Records shown Block Start

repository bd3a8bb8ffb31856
use super::Round;

/// Everything the engine needs to run one gate, assembled by the session
/// controller at gate start. Rounds are already padded to a full gate with
/// fallbacks; the stats snapshot seeds the engine until the first
/// `StatsChanged` broadcast.
#[derive(Debug, Clone)]
pub struct GatePlan {
    pub gate_id: u32,
    pub rounds: Vec<Round>,
    pub difficulty_factor: f64,
    pub streak: u32,
    pub hints_freeze: u32,
    pub hints_reveal: u32,
    pub seed: u64,
}

#[derive(Debug, Clone)]
pub enum EngineCommand {
    LoadGate(GatePlan),
    /// One 50ms quantum of game time. The single driver of all countdowns,
    /// latches and the freeze window.
    Tick,
    /// Player ends the memorize phase early ("found it").
    ConfirmMemorized,
    SelectChoice(String),
    UseFreezeHint,
    UseRevealHint,
    Pause,
    Resume,
    Quit,
}
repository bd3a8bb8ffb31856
pub trait EventHandler<T> {
    fn handle_event(&mut self, event: &T);
}
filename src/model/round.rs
use serde::{Deserialize, Serialize};

/// Fallback difficulty when a gate has missing or malformed content.
pub const FALLBACK_DDS: f64 = 1.15;

/// One memorize/guess round as served by the content provider. Immutable
/// once fetched; the engine owns it for the round's lifetime.
#[derive(Debug, Clone, PartialEq, Serialize, Deserialize)]
pub struct Round {
    pub gate_id: u32,
    pub ordinal: usize,
    pub target: String,
    pub distractors: [String; 3],
    pub base_difficulty: f64,
}

impl Round {
    /// Sentinel round used when content for a gate is missing or short.
    /// Keeps the state machine progressable; the placeholder words make the
    /// failure visible rather than silently masked.
    pub fn fallback(gate_id: u32, ordinal: usize) -> Self {
        Self {
            gate_id,
            ordinal,
            target: "HATA".to_string(),
            distractors: [
                "HAVA".to_string(),
                "KATA".to_string(),
                "HALA".to_string(),
            ],
            base_difficulty: FALLBACK_DDS,
        }
    }

    /// Target plus distractors, in content order (unshuffled).
    pub fn options(&self) -> Vec<String> {
        let mut options = Vec::with_capacity(4);
        options.push(self.target.clone());
        options.extend(self.distractors.iter().cloned());
        options
    }
}

#[cfg(test)]
mod tests {
    use super::*;

    #[test]
    fn test_fallback_round_is_playable() {
        let round = Round::fallback(7, 2);
        assert_eq!(round.gate_id, 7);
        assert_eq!(round.ordinal, 2);
        assert_eq!(round.base_difficulty, FALLBACK_DDS);
        let options = round.options();
        assert_eq!(options.len(), 4);
        assert_eq!(options.iter().filter(|o| **o == round.target).count(), 1);
    }
}
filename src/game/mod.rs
pub mod content;
pub mod difficulty;
pub mod round_engine;
pub mod scoring;
pub mod session;
pub mod stats_store;

pub use round_engine::RoundEngine;
pub use session::GameSession;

Records shown Block End

→ **Task prompt**: Among the records above, repeat exactly the line with "#[derive(Debug, Clone, PartialEq, Serialize, Deserialize)]", the line with "pub use round_engine::RoundEngine;", and every line in between, and only those.

→ **Solution to this problem**:
#[derive(Debug, Clone, PartialEq, Serialize, Deserialize)]
pub struct Round {
    pub gate_id: u32,
    pub ordinal: usize,
    pub target: String,
    pub distractors: [String; 3],
    pub base_difficulty: f64,
}

impl Round {
    /// Sentinel round used when content for a gate is missing or short.
    /// Keeps the state machine progressable; the placeholder words make the
    /// failure visible rather than silently masked.
    pub fn fallback(gate_id: u32, ordinal: usize) -> Self {
        Self {
            gate_id,
            ordinal,
            target: "HATA".to_string(),
            distractors: [
                "HAVA".to_string(),
                "KATA".to_string(),
                "HALA".to_string(),
            ],
            base_difficulty: FALLBACK_DDS,
        }
    }

    /// Target plus distractors, in content order (unshuffled).
    pub fn options(&self) -> Vec<String> {
        let mut options = Vec::with_capacity(4);
        options.push(self.target.clone());
        options.extend(self.distractors.iter().cloned());
        options
    }
}

#[cfg(test)]
mod tests {
    use super::*;

    #[test]
    fn test_fallback_round_is_playable() {
        let round = Round::fallback(7, 2);
        assert_eq!(round.gate_id, 7);
        assert_eq!(round.ordinal, 2);
        assert_eq!(round.base_difficulty, FALLBACK_DDS);
        let options = round.options();
        assert_eq!(options.len(), 4);
        assert_eq!(options.iter().filter(|o| **o == round.target).count(), 1);
    }
}
filename src/game/mod.rs
pub mod content;
pub mod difficulty;
pub mod round_engine;
pub mod scoring;
pub mod session;
pub mod stats_store;

pub use round_engine::RoundEngine;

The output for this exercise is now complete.